Some things are severed slowly over the course of days, weeks, months and years. There is nothing dramatic, no identifiable turning point that you can point to and say “There. That’s where everything went wrong”. Instead, there is this terrible dawning of insight, a dim epiphany that things are no longer as they were; that the person who you once cared for and believed cared for you no longer feels the same way; that everything that was once certain and true and irrefutable is now impossibly grey and has the consistency of smoke – as if everything that mattered was gathered surreptitiously, bit by bit so no one notices, then set fire to, and all you can see is are the ashes in the air. You subject yourself to a barrage of questions beginning with: “Was it me?” and “What did I do or not do?”. And of course there are no answers.

In Remedios, some of those who are left behind wear grey. When they begin to suspect that a leavetaking has taken place without consultation, explanation or rationale, they come to Mr. Diaz’s shop on Reyes St. where everything for sale is grey and buy an article of clothing from the old man – a shawl, a sash, a hat, a blouse, a shirt, a tie, a pair of socks. The store is almost always full of people, shuffling around, picking things up, trying them on, looking in the full length mirror at themselves from head to toe, seeing if grey suits them which it invariably does.
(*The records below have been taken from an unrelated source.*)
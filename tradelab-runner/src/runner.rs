//! Single-run orchestration: load data, run the simulation, compute
//! metrics, write artifacts.

use log::{info, warn};
use serde::{Deserialize, Serialize};
use std::path::{Path, PathBuf};
use thiserror::Error;

use tradelab_core::{MarketData, RunResult, Simulation, TradeSide};

use crate::config::{RunConfig, RunId};
use crate::data_loader::{self, LoadError};
use crate::metrics::PerformanceMetrics;
use crate::synthetic;

/// Trading days generated per symbol when no CSV file is present.
const SYNTHETIC_DAYS: usize = 252;
const SYNTHETIC_START: (i32, u32, u32) = (2023, 1, 2);

#[derive(Debug, Error)]
pub enum RunError {
    #[error(transparent)]
    Config(#[from] tradelab_core::ConfigError),
    #[error(transparent)]
    Load(#[from] LoadError),
    #[error("no usable data for any symbol in the universe")]
    EmptyUniverse,
    #[error("failed to write artifact {path}: {source}")]
    Artifact {
        path: PathBuf,
        source: std::io::Error,
    },
    #[error("failed to write trade log: {0}")]
    TradeLog(#[from] csv::Error),
    #[error("failed to serialize result: {0}")]
    Serialize(#[from] serde_json::Error),
}

/// Everything a run produces, serialized as the `result.json` artifact.
#[derive(Debug, Clone, Serialize, Deserialize)]
pub struct BacktestResult {
    pub run_id: RunId,
    pub name: String,
    pub config: RunConfig,
    pub metrics: PerformanceMetrics,
    pub result: RunResult,
}

pub struct Runner {
    config: RunConfig,
}

impl Runner {
    pub fn new(config: RunConfig) -> Self {
        Self { config }
    }

    /// Load feature rows for every symbol in the universe: CSV when a file
    /// exists under `data_dir`, seeded synthetic rows otherwise.
    pub fn load_data(&self) -> Result<MarketData, RunError> {
        let mut data = MarketData::new();
        for symbol in &self.config.universe {
            let csv_path = self
                .config
                .data_dir
                .as_ref()
                .map(|dir| dir.join(format!("{symbol}.csv")));
            let rows = match csv_path {
                Some(path) if path.exists() => data_loader::load_csv(&path)?,
                _ => {
                    let (y, m, d) = SYNTHETIC_START;
                    let start = chrono::NaiveDate::from_ymd_opt(y, m, d)
                        .expect("static start date");
                    info!("{symbol}: no CSV found, generating synthetic rows");
                    synthetic::generate(symbol, start, SYNTHETIC_DAYS, self.config.seed)
                }
            };
            if rows.is_empty() {
                warn!("{symbol}: no rows, skipping");
                continue;
            }
            data.insert(symbol.clone(), rows);
        }
        if data.is_empty() {
            return Err(RunError::EmptyUniverse);
        }
        Ok(data)
    }

    /// Run the backtest and write `result.json` and `trades.csv` under
    /// `{output_dir}/{run_id}/`.
    pub fn run(&self) -> Result<BacktestResult, RunError> {
        let run_id = self.config.run_id();
        info!("run {} ({})", self.config.name, &run_id[..12]);

        let data = self.load_data()?;
        let simulation = Simulation::new(self.config.sim.clone())?;
        let result = simulation.run(&data);
        let metrics = PerformanceMetrics::compute(&result.snapshots, &result.trades);

        let backtest = BacktestResult {
            run_id: run_id.clone(),
            name: self.config.name.clone(),
            config: self.config.clone(),
            metrics,
            result,
        };
        self.write_artifacts(&backtest)?;
        info!(
            "run {} done: return {:.2}%, {} trades",
            self.config.name,
            backtest.metrics.total_return * 100.0,
            backtest.metrics.trade_count
        );
        Ok(backtest)
    }

    fn write_artifacts(&self, backtest: &BacktestResult) -> Result<(), RunError> {
        let dir = self.config.output_dir.join(&backtest.run_id);
        std::fs::create_dir_all(&dir).map_err(|source| RunError::Artifact {
            path: dir.clone(),
            source,
        })?;

        let json_path = dir.join("result.json");
        let json = serde_json::to_string_pretty(backtest)?;
        std::fs::write(&json_path, json).map_err(|source| RunError::Artifact {
            path: json_path,
            source,
        })?;

        write_trades_csv(&dir.join("trades.csv"), backtest)?;
        Ok(())
    }
}

fn write_trades_csv(path: &Path, backtest: &BacktestResult) -> Result<(), RunError> {
    let mut writer = csv::Writer::from_path(path)?;
    writer.write_record([
        "date",
        "symbol",
        "side",
        "quantity",
        "price",
        "commission",
        "realized_pnl",
    ])?;
    for trade in &backtest.result.trades {
        let side = match trade.side {
            TradeSide::Buy => "BUY",
            TradeSide::Sell => "SELL",
        };
        writer.write_record([
            trade.date.to_string(),
            trade.symbol.clone(),
            side.to_string(),
            trade.quantity.to_string(),
            format!("{:.4}", trade.price),
            format!("{:.4}", trade.commission),
            format!("{:.4}", trade.realized_pnl),
        ])?;
    }
    writer.flush().map_err(|source| RunError::Artifact {
        path: path.to_path_buf(),
        source,
    })?;
    Ok(())
}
Others left behind take to wearing beaded bracelets, thin and fine black leather straps with a small single object strung through. They buy the strings at Mrs. Ruiz’s embroidery store but provide their own personal item of memory: some carry miniaturized picture frames with blurry snapshots; some use pendants invested with memories; some have metal dog tags etched with someone’s name.

And there are those who eschew grey attire or bracelets and walk the streets of Remedios like ghosts, unable or unwilling to sublimate the pain of the long goodbyes in any other form. They can be seen on any given day, tracing the paths they once walked with friends and lovers, counting each step in silence, their lips forming the numbers. They are convinced that when they reach a certain digit they will at last understand exactly why they were left behind and perhaps finally come to accept their solitude.

The most famous ghost of Remedios is a woman named Anna Suarez. Everyday she describes the perimeter of her neighborhood with her feet, beginning just before dawn at the gates of her house, down the street to the Ramos Park where she goes in circles around the playground ignoring and mostly ignored by the homeless people who live there, then across town to St. Francis Elementary School which she haunts in a perfect square pattern, stopping only to watch the children eat during lunchtime. That is when she unfolds the napkin that contains her lunch, a thin sandwich or dried fish with rice, there on the balding grass next to the wire fence. When the bell rings, she stands up to continue her routine, walking down the busy main street, oblivious to the delighted tourists who take pictures of her, with her, next to her. They smile as they pose beside her as she walks, while one of their companions takes the shot. Her final stop, where she spends the rest of the day, is the Church of the Holy Virgin. There, outside one of the side chapels, she stands until the sun goes down, counting numbers over and over again quietly.